Maybe some TB in there? I've seen the plume in a couple of TBs.
_Posted via Mobile Device_


----------



## MelissaAnn (Aug 26, 2011)

Definately sabino, definately handsome! I am wiping drool off my keyboard right now.


----------



## franknbeans (Jun 7, 2007)

DA-perhaps?

Melissa-aww-thanks. I think he is handsome.


----------



## TheLastUnicorn (Jun 11, 2010)

Something about him does sort of hint at TWH to me. 

When you say he is very smooth, does he tend to move laterally at the walk? This won't actually look or feel like a "gait" but can indicate the ability to do so.

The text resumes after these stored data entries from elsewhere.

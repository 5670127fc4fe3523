//! Bounded wait for an instance group to converge after a patch.

use canary_core::{ClusterSnapshot, RolloutConfig, RolloutError, RolloutResult, RolloutTarget};
use tracing::{debug, info};

use crate::api::FleetApi;
use crate::clock::{Shutdown, Sleeper};

/// Polls the group until it is stable and has reached its version target.
pub struct StabilityWaiter<'a, A, S> {
    api: &'a A,
    sleeper: &'a S,
    config: RolloutConfig,
}

impl<'a, A: FleetApi, S: Sleeper> StabilityWaiter<'a, A, S> {
    pub fn new(api: &'a A, sleeper: &'a S, config: RolloutConfig) -> Self {
        Self {
            api,
            sleeper,
            config,
        }
    }

    /// Return a refreshed snapshot as soon as the group has converged.
    ///
    /// Makes at most `max_ticks` fetches and sleeps one tick between
    /// consecutive fetches. Exhausting the budget is a
    /// [`RolloutError::StabilityTimeout`].
    pub async fn wait(
        &self,
        target: &RolloutTarget,
        current: &ClusterSnapshot,
        shutdown: &Shutdown,
    ) -> RolloutResult<ClusterSnapshot> {
        info!(
            group = %target.group,
            max_ticks = self.config.max_ticks,
            tick_secs = self.config.tick_interval.as_secs(),
            "waiting for instance group to become stable"
        );

        for tick in 1..=self.config.max_ticks {
            let group = shutdown
                .guard(
                    self.api
                        .get_group(&target.project, &target.location, &target.group),
                )
                .await?;

            if group.status.converged() {
                info!(group = %target.group, tick, "instance group is stable");
                return Ok(current.refreshed(group));
            }

            debug!(
                group = %target.group,
                tick,
                is_stable = group.status.is_stable,
                version_target_reached = group.status.version_target_reached,
                "instance group not yet stable"
            );

            if tick < self.config.max_ticks {
                shutdown
                    .sleep(self.sleeper, self.config.tick_interval)
                    .await?;
            }
        }

        Err(RolloutError::StabilityTimeout {
            ticks: self.config.max_ticks,
        })
    }
}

I have a Saddlebred mare who is gaited, but if she isn't gaiting ( she does have a w/t/c) some coaches have picked it out because she of how she walks. She tends to feel very smooth no matter what gait she is doing. 

Aside from that... Many breeds display plume, and I have seen quite a few QH's with it to some degree.


----------



## franknbeans (Jun 7, 2007)

Unicorn-he just has a fast walk, imo, of course I am used to my ClydeX, who is the "la-dee-dah" type, and is always last in line on the trail. ;-) I don't think I have any videos of walk or trot, but I will look.


----------



## texasgal (Jul 25, 2008)

I just want to say he is gorgeous.. wow.


----------



## franknbeans (Jun 7, 2007)

Aww. Thanks. ;-)


----------



## WSArabians (Apr 14, 2008)

LOVE this guy.  
I definitely see Quarter Horse. I'd just call him a grade Quarter Horse. lol

All this is making me wonder if my guy has it, or if he's still just growing out his tail. Hhmm... lol


----------



## franknbeans (Jun 7, 2007)

^^ haha-great minds think alike-that is EXACTLY what I say when people ask! And thanks-means a lot that you like him. 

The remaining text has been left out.